Exercise instructions
Using the data beneath, show every line that includes the word "HashSet".

Exercise data
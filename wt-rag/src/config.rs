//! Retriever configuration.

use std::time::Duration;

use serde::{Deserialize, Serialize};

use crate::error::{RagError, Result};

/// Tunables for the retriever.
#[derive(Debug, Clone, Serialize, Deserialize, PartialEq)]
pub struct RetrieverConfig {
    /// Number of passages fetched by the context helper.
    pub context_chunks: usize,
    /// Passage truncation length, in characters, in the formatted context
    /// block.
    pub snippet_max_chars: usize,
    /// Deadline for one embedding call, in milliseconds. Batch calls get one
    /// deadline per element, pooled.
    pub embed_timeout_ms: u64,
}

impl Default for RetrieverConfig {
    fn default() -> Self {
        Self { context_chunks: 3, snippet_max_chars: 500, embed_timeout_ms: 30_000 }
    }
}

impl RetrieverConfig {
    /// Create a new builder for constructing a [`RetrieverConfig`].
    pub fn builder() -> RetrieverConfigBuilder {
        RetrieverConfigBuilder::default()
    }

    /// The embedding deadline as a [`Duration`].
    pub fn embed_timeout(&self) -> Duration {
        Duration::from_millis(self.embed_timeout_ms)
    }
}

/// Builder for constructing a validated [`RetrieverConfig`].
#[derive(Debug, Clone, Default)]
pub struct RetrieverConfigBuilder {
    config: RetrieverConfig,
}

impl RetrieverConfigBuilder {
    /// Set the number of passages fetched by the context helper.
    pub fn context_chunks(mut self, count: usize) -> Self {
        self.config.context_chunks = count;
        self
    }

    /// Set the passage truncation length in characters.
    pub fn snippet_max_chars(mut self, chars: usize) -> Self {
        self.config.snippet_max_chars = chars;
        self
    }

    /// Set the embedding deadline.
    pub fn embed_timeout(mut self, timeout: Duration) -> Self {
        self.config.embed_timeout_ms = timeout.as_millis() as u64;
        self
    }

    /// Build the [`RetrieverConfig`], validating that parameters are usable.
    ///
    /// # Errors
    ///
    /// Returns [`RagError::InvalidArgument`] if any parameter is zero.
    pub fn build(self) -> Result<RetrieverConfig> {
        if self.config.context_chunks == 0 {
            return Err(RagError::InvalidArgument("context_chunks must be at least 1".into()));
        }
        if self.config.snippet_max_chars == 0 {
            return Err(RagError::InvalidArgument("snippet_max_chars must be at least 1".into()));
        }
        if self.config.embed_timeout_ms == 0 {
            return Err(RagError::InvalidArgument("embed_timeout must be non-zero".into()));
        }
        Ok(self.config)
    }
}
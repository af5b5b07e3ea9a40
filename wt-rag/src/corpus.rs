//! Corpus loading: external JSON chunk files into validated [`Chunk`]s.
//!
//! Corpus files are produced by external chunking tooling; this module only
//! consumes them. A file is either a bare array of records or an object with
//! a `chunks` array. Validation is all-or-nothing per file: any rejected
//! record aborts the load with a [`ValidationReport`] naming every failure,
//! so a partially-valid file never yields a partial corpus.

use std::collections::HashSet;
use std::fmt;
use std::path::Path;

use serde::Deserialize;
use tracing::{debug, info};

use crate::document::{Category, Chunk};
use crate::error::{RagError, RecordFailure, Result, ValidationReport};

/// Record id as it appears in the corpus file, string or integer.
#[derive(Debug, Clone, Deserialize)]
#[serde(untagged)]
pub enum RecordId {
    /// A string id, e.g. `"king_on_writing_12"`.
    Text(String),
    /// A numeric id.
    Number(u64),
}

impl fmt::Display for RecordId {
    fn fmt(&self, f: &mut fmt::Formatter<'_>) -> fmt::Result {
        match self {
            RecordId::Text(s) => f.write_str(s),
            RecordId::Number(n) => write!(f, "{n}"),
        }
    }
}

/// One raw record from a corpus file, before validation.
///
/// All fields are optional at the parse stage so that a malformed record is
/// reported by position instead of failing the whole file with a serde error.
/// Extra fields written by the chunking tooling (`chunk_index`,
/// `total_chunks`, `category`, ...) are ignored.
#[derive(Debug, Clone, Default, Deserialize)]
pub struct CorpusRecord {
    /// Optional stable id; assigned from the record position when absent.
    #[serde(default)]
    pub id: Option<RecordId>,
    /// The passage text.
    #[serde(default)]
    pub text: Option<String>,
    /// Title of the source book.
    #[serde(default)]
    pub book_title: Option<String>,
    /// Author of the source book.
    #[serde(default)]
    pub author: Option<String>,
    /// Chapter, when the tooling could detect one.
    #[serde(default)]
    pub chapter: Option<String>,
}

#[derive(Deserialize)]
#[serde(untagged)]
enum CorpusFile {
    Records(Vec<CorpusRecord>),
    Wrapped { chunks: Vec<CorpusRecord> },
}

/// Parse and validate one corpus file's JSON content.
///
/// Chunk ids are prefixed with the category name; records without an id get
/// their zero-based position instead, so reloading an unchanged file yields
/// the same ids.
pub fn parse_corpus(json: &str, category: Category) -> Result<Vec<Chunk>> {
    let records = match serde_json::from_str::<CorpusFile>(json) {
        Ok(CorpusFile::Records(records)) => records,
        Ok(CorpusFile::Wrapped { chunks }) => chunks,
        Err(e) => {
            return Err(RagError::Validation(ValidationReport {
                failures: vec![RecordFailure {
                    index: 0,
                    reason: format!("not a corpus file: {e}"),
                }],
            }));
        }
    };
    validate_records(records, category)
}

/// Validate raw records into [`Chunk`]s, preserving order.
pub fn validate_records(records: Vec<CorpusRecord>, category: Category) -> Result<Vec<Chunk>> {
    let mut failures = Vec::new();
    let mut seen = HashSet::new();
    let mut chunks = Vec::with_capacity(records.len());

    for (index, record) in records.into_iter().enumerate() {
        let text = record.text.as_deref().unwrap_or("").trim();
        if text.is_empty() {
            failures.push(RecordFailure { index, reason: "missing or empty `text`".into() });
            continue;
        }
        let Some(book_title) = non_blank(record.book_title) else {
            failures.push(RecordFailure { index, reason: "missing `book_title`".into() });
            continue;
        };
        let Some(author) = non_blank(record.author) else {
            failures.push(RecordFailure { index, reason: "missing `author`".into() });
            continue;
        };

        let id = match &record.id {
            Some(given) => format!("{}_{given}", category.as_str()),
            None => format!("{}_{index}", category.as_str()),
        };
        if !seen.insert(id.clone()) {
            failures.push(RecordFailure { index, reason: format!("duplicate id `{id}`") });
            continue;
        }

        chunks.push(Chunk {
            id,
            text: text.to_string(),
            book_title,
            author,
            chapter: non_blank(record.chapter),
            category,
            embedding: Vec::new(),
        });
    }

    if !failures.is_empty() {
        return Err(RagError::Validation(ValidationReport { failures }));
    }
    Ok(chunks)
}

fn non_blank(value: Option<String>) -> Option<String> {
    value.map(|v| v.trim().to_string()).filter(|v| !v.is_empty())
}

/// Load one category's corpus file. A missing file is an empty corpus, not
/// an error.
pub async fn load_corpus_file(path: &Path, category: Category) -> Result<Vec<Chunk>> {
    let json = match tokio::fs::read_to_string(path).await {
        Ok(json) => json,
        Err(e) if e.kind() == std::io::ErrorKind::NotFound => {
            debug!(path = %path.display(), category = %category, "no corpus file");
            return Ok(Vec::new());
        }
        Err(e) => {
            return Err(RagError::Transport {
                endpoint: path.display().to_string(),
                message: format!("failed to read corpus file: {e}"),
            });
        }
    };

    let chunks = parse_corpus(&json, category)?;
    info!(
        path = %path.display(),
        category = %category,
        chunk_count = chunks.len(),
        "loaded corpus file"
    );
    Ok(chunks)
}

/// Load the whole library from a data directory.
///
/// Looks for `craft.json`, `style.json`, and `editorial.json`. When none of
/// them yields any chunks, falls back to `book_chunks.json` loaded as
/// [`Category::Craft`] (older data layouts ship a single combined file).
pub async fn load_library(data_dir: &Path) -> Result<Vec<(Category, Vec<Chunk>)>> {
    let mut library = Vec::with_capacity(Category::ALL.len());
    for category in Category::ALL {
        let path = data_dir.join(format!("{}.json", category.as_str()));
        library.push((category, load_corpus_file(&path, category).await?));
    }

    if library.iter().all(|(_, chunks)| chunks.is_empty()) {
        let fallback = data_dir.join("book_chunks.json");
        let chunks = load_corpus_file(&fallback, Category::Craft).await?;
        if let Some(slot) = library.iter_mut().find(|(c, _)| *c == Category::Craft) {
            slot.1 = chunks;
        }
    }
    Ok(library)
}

--

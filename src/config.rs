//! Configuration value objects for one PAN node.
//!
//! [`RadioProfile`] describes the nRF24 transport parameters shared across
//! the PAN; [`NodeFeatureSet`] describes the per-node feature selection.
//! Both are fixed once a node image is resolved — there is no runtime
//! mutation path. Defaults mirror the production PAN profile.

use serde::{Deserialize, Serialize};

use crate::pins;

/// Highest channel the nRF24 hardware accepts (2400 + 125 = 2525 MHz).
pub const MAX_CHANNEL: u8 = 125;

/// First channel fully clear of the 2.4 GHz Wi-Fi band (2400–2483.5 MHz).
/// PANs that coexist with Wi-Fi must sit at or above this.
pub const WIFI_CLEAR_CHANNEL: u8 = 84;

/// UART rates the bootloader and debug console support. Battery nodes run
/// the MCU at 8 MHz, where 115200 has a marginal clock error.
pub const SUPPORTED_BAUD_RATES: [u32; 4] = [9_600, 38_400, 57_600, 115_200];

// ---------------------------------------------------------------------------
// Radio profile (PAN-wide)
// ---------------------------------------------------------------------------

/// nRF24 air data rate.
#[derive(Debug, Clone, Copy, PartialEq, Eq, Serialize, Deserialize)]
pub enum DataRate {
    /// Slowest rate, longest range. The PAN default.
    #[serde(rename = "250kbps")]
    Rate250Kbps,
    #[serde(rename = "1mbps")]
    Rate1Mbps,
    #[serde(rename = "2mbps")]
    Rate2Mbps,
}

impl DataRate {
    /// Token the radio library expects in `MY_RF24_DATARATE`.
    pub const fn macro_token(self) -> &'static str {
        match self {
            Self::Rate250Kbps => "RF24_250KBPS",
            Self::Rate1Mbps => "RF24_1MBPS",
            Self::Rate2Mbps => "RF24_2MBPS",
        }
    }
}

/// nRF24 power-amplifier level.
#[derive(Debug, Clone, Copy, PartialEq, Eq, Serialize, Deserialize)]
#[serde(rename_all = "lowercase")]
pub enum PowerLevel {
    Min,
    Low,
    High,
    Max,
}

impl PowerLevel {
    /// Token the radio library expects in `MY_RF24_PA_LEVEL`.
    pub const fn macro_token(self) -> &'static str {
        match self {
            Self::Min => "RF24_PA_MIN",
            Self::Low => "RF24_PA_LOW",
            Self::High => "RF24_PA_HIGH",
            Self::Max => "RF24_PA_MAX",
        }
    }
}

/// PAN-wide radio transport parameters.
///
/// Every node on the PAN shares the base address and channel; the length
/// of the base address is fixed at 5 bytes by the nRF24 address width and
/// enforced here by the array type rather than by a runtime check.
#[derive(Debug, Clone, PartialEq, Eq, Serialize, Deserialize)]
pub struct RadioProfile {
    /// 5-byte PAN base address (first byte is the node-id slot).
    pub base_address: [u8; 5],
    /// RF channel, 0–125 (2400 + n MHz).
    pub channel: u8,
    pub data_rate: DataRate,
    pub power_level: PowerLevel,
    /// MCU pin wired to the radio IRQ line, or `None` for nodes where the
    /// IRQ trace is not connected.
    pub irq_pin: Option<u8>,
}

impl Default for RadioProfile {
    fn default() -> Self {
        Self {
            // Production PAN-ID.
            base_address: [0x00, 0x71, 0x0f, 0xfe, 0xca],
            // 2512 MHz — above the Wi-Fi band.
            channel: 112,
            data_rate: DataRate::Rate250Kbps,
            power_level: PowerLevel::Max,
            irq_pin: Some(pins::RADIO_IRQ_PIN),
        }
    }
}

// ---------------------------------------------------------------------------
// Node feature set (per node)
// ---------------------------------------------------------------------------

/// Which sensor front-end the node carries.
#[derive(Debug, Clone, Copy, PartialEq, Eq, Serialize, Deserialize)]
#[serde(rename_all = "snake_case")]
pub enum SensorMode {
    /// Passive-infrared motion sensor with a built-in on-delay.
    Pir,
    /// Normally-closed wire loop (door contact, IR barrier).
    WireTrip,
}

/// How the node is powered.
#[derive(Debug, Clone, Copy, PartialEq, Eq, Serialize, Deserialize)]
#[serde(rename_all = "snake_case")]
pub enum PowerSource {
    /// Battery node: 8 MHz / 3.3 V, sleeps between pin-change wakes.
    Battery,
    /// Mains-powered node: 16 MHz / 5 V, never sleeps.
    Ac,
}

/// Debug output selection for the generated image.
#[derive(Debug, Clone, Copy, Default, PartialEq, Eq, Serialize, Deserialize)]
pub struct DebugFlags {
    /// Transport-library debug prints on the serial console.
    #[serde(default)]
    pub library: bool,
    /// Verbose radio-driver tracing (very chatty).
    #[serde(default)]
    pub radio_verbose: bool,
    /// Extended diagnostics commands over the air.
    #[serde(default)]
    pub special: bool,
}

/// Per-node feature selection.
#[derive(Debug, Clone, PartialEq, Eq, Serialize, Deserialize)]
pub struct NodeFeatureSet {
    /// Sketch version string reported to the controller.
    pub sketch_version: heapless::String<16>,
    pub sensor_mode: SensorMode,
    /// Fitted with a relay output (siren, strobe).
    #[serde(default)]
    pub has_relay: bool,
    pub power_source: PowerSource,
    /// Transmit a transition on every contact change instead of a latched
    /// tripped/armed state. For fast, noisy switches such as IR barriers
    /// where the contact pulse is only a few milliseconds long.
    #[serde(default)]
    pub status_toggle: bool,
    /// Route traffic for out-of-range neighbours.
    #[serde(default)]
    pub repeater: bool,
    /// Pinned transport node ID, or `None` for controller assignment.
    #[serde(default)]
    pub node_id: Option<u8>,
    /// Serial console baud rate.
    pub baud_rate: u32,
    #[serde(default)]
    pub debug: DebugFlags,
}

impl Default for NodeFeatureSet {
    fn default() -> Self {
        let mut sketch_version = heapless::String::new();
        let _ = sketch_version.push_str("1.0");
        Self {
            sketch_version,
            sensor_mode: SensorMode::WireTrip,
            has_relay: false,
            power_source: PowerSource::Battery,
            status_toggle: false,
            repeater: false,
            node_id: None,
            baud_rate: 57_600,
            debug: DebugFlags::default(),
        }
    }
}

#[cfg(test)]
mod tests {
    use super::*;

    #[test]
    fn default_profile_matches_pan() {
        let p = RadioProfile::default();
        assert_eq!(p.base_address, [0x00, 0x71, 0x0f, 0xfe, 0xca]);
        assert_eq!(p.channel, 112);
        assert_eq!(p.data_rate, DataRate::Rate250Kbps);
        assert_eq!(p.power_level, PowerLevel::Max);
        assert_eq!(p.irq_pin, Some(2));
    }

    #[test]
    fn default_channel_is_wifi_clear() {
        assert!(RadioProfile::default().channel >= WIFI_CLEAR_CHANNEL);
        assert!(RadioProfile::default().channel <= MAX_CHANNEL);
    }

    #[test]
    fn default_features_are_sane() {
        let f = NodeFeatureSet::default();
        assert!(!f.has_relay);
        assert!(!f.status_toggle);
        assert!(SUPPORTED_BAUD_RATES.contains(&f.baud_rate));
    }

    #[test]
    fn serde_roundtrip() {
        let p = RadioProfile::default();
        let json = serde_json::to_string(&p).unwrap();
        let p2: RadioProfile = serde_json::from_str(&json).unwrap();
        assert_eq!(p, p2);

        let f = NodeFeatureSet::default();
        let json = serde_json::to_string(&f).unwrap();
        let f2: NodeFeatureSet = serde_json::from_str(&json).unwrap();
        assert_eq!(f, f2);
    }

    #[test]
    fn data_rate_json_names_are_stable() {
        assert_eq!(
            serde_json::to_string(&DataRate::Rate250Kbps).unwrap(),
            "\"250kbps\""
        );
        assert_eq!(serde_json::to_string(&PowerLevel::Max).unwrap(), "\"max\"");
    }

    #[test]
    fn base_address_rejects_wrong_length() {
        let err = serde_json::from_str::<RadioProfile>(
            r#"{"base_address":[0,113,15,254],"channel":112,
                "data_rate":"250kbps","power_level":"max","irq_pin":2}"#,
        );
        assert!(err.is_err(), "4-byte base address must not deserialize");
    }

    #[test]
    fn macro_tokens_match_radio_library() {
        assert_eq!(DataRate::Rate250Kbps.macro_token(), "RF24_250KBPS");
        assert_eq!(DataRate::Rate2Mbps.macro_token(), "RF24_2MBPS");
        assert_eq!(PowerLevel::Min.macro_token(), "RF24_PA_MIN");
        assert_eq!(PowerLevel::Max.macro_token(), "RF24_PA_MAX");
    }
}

...

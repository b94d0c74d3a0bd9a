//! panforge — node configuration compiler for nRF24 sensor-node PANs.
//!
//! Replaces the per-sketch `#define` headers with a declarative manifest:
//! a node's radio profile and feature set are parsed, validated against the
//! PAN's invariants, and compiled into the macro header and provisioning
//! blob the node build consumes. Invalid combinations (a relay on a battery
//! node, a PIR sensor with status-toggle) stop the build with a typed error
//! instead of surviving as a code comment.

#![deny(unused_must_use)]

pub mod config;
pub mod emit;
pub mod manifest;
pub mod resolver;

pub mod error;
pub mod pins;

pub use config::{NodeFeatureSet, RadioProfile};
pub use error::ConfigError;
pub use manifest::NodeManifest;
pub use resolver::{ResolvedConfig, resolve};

Output for this exercise
use std::collections::HashSet;
    let mut seen = HashSet::new();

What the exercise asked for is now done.